**THE PROBLEM**
Copy all lines below containing "Result".

====== DATA SHOWN

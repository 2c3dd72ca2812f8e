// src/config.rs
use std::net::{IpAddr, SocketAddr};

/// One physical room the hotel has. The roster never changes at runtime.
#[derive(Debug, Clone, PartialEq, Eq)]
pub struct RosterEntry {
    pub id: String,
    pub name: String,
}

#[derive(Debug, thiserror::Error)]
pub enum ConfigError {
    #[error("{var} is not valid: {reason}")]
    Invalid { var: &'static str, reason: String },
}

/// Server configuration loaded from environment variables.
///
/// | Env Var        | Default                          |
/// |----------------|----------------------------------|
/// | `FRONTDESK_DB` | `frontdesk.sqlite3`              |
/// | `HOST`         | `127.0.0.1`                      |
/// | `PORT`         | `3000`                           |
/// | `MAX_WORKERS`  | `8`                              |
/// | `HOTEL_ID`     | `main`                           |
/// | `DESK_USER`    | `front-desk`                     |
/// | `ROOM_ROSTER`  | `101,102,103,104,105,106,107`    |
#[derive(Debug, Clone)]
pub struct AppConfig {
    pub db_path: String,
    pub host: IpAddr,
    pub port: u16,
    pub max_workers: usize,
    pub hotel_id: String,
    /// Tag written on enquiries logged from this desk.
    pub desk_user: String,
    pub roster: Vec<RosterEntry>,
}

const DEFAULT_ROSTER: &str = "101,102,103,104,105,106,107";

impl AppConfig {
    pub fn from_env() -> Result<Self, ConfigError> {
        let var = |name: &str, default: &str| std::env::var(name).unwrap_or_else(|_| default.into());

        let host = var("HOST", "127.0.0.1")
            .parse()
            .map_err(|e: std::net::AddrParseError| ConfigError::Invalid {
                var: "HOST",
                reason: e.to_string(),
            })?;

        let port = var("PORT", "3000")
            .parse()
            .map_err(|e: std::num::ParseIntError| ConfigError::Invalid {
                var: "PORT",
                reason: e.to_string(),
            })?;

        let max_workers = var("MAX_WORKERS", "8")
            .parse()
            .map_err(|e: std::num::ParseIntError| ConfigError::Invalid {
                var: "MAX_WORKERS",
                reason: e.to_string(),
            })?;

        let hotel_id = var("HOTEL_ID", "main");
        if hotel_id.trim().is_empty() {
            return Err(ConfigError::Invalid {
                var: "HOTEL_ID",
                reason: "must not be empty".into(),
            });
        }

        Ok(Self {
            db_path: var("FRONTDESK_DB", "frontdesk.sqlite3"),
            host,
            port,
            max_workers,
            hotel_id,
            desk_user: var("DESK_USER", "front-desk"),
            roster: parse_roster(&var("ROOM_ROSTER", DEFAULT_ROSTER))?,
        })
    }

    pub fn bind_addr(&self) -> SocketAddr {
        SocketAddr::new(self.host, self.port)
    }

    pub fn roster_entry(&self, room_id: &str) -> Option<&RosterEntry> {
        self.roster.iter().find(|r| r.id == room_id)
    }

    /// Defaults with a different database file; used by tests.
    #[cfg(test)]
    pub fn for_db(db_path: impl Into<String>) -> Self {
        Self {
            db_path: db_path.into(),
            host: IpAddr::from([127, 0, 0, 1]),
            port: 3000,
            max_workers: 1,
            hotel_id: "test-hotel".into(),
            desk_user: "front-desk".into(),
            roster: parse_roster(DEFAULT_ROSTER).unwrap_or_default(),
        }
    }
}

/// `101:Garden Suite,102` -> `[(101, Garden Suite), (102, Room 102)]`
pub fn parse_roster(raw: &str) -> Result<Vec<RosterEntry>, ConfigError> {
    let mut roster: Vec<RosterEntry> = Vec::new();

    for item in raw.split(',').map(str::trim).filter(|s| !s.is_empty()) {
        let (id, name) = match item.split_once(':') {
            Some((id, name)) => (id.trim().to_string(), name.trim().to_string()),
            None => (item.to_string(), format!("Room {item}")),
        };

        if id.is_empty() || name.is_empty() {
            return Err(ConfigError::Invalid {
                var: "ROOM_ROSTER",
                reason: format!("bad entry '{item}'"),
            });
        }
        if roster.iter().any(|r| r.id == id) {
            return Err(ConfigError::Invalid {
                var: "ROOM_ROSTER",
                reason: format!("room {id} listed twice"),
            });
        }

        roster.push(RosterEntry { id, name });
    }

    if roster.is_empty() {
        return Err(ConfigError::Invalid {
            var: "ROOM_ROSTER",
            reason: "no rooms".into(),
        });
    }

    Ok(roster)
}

============
====== DATA SHOWN

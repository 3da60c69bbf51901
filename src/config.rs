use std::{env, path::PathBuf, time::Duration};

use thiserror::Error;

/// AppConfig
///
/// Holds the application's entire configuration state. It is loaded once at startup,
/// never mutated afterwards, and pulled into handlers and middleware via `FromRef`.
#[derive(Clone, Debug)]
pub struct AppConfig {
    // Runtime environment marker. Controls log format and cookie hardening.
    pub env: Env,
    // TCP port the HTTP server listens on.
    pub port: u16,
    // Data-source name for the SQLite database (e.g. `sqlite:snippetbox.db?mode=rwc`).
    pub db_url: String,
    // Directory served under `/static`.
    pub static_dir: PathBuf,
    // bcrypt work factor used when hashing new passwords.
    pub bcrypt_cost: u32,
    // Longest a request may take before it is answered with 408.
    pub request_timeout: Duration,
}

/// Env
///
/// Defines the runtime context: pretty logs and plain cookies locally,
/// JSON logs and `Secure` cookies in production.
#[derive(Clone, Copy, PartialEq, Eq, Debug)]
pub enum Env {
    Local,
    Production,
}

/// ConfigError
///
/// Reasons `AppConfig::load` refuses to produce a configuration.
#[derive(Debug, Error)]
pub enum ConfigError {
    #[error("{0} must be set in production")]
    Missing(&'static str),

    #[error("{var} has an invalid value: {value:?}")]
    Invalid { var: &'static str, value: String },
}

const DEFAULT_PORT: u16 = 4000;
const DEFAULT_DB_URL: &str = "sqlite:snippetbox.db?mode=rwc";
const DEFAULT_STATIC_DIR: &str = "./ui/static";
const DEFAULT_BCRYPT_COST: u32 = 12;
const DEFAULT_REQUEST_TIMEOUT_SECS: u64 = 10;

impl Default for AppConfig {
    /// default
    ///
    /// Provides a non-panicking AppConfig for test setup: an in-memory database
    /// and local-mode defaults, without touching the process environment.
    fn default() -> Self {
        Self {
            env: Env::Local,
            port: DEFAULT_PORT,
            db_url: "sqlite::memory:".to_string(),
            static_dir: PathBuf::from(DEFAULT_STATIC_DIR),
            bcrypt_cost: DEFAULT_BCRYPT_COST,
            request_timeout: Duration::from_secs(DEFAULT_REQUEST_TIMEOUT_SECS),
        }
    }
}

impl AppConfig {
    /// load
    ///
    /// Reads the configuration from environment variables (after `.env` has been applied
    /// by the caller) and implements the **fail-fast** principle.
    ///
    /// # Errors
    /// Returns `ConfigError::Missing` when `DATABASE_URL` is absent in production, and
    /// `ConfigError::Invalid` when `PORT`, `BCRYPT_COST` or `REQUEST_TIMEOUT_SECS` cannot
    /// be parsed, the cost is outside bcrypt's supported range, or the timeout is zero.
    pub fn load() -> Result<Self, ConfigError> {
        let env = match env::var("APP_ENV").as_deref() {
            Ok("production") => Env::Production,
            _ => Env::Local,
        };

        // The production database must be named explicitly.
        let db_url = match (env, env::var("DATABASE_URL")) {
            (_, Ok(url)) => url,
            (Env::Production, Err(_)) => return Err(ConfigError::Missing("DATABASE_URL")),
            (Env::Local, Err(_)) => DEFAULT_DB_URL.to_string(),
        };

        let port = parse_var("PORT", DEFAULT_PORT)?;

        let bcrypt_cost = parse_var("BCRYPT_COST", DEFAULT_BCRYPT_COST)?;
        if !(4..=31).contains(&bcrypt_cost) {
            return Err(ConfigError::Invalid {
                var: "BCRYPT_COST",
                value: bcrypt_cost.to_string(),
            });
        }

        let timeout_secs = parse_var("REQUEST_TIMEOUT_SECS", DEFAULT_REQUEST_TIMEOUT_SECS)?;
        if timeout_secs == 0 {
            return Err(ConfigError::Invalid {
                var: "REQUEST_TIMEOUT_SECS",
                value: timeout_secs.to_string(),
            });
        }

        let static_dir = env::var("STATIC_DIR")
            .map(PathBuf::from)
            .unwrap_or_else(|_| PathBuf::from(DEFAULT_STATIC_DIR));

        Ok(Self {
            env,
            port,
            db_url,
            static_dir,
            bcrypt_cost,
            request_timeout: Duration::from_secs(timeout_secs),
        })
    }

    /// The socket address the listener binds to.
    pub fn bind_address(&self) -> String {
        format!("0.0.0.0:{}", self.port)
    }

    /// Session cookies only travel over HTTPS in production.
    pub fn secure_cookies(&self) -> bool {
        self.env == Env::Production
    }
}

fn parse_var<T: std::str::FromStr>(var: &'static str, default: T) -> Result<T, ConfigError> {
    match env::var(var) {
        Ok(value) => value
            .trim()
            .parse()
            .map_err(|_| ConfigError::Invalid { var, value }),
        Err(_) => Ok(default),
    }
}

============

**REPLY TO THE TASK**
    pub fn from_env() -> Result<Self, ConfigError> {
pub fn parse_roster(raw: &str) -> Result<Vec<RosterEntry>, ConfigError> {
    pub fn load() -> Result<Self, ConfigError> {
fn parse_var<T: std::str::FromStr>(var: &'static str, default: T) -> Result<T, ConfigError> {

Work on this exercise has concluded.